No Brasil, existe um tipo de cansaço que vai além do trabalho ou da pobreza. Trata-se do desgaste emocional causado pela burocracia, que se torna uma constante na vida do cidadão. Essa realidade leva muitos a se sentirem testados e punidos, ao invés de acolhidos em um sistema que deveria promover eficiência e dignidade.

A Experiência do Cidadão Brasileiro

A rotina de muitos brasileiros é marcada por uma luta constante para resolver problemas simples. Para isso, são necessários vários protocolos, filas intermináveis e um sistema digital que frequentemente falha. A lógica por trás dessa situação é cruel: o cidadão deve encontrar um atalho ou se resignar a um sistema que parece feito para dificultar sua vida.

O Jeitinho Brasileiro

O famoso “jeitinho brasileiro” é um reflexo dessa realidade. Embora possa ser visto como um traço cultural, ele representa uma deterioração institucional. O jeitinho se transforma em um mecanismo de sobrevivência em um país marcado pela corrupção e ineficiência, onde o que importa é a adaptação às disfunções do sistema, e não a ética.

A Doença Moral Coletiva

Essa dinâmica resulta em uma erosão da confiança social. O brasileiro aprende que ser honesto pode significar atraso e que a eficiência muitas vezes depende de conexões pessoais. A consequência é uma sociedade que perde a fé nas instituições e se torna indiferente às regras, levando a uma crescente apatia cívica.

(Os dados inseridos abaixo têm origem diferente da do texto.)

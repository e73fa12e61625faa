//! Attestation marker placement and checking.
//!
//! A finished document is the payload followed by
//! `, "signature": "<rendered>"}`. The signed payload is every byte before
//! the `, "signature": "` prefix, so a verifier can recover it by splitting
//! the output, with no canonicalization step.

use crate::crypto::providers::ed25519;
use crate::crypto::{AttestationSigner, CryptoError, PublicKeyBytes, SignatureBytes, VerificationResult};
use crate::serializer::BoundedWriter;

pub const MARKER_PREFIX: &[u8] = b", \"signature\": \"";
const MARKER_SUFFIX: &[u8] = b"\"}";

/// Signs what `w` holds and closes the document.
///
/// The payload comes from the writer's private copy, not from the caller's
/// buffer.
///
/// The marker and the closing brace go in as one append. If the signer
/// fails, renders unusable text, or the marker does not fit, only `}` is
/// appended (when it fits) and `false` is returned.
pub fn finish_document(w: &mut BoundedWriter<'_>, signer: &dyn AttestationSigner) -> bool {
    let rendered = match signer.sign(w.as_bytes()) {
        Ok(sig) => signer.render(&sig),
        Err(e) => {
            tracing::warn!(signer = signer.signer_id(), error = %e, "attestation signing failed");
            close(w);
            return false;
        }
    };
    if rendered.bytes().any(|b| b == b'"' || b == b'\\' || b.is_ascii_control()) {
        tracing::warn!(
            signer = signer.signer_id(),
            "rendered signature contains bytes that cannot sit inside the marker"
        );
        close(w);
        return false;
    }

    let mut fragment = Vec::with_capacity(MARKER_PREFIX.len() + rendered.len() + MARKER_SUFFIX.len());
    fragment.extend_from_slice(MARKER_PREFIX);
    fragment.extend_from_slice(rendered.as_bytes());
    fragment.extend_from_slice(MARKER_SUFFIX);

    match w.append(&fragment) {
        Ok(()) => true,
        Err(o) => {
            tracing::warn!(
                signer = signer.signer_id(),
                current = o.current,
                fragment = o.fragment,
                capacity = o.capacity,
                "attestation marker does not fit output"
            );
            close(w);
            false
        }
    }
}

fn close(w: &mut BoundedWriter<'_>) {
    if w.append(b"}").is_err() {
        tracing::warn!(len = w.len(), capacity = w.capacity(), "closing brace does not fit output");
    }
}

/// An output split at its attestation marker.
#[derive(Clone, Copy, Debug, PartialEq, Eq)]
pub struct AttestedOutput<'a> {
    /// Bytes the signer saw.
    pub payload: &'a [u8],
    /// Text between the marker quotes.
    pub rendered: &'a str,
}

/// Splits `output` at its last marker. Trailing NUL padding and ASCII
/// whitespace are ignored.
pub fn split_attested_output(output: &[u8]) -> Result<AttestedOutput<'_>, CryptoError> {
    let end = output
        .iter()
        .rposition(|&b| b != 0 && !b.is_ascii_whitespace())
        .map_or(0, |i| i + 1);
    let output = &output[..end];

    let start = output
        .windows(MARKER_PREFIX.len())
        .rposition(|w| w == MARKER_PREFIX)
        .ok_or_else(|| CryptoError::InvalidAttestation("no signature marker".into()))?;

    let tail = &output[start + MARKER_PREFIX.len()..];
    let body = tail
        .strip_suffix(MARKER_SUFFIX)
        .ok_or_else(|| CryptoError::InvalidAttestation("marker not closed by `\"}`".into()))?;
    let rendered = std::str::from_utf8(body)
        .map_err(|_| CryptoError::InvalidAttestation("marker is not UTF-8".into()))?;
    if rendered.contains('"') {
        return Err(CryptoError::InvalidAttestation("marker contains a quote".into()));
    }

    Ok(AttestedOutput {
        payload: &output[..start],
        rendered,
    })
}

/// Checks an Ed25519-attested output against `public_key`.
pub fn verify_attested_output(
    output: &[u8],
    public_key: &PublicKeyBytes,
) -> Result<VerificationResult, CryptoError> {
    let parts = split_attested_output(output)?;
    let signature = hex::decode(parts.rendered)
        .map(SignatureBytes)
        .map_err(|e| CryptoError::InvalidAttestation(format!("signature is not hex: {e}")))?;
    ed25519::verify(public_key, parts.payload, &signature)
}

Patriofobia e Indiferença Cívica

O sentimento de descontentamento com a nação, conhecido como patriofobia, se espalha entre os brasileiros. Isso se manifesta nas pesquisas de opinião e nas interações cotidianas. Muitos já não acreditam que a preservação do espaço público ou o respeito às regras trarão recompensas, resultando em um afastamento da participação ativa na sociedade.

O Potencial do Brasil e a Realidade

Apesar de possuir vastos recursos naturais e um potencial econômico significativo, o Brasil enfrenta problemas como fome e exclusão social. Essa contradição entre riqueza e condição social gera um comportamento de escassez psicológica, onde a população se vê presa em um ciclo de ineficiência e desesperança. O país precisa de reformas não apenas administrativas, mas também de uma reconstrução de seu pacto moral.

É fundamental que o Brasil recupere a noção de cidadania e responsabilidade coletiva, abandonando a dependência de atalhos e reafirmando que as instituições devem servir ao povo, e não o contrário. Um país que perde a crença em seu potencial começa a definhar, e essa é uma realidade que precisa ser enfrentada urgentemente.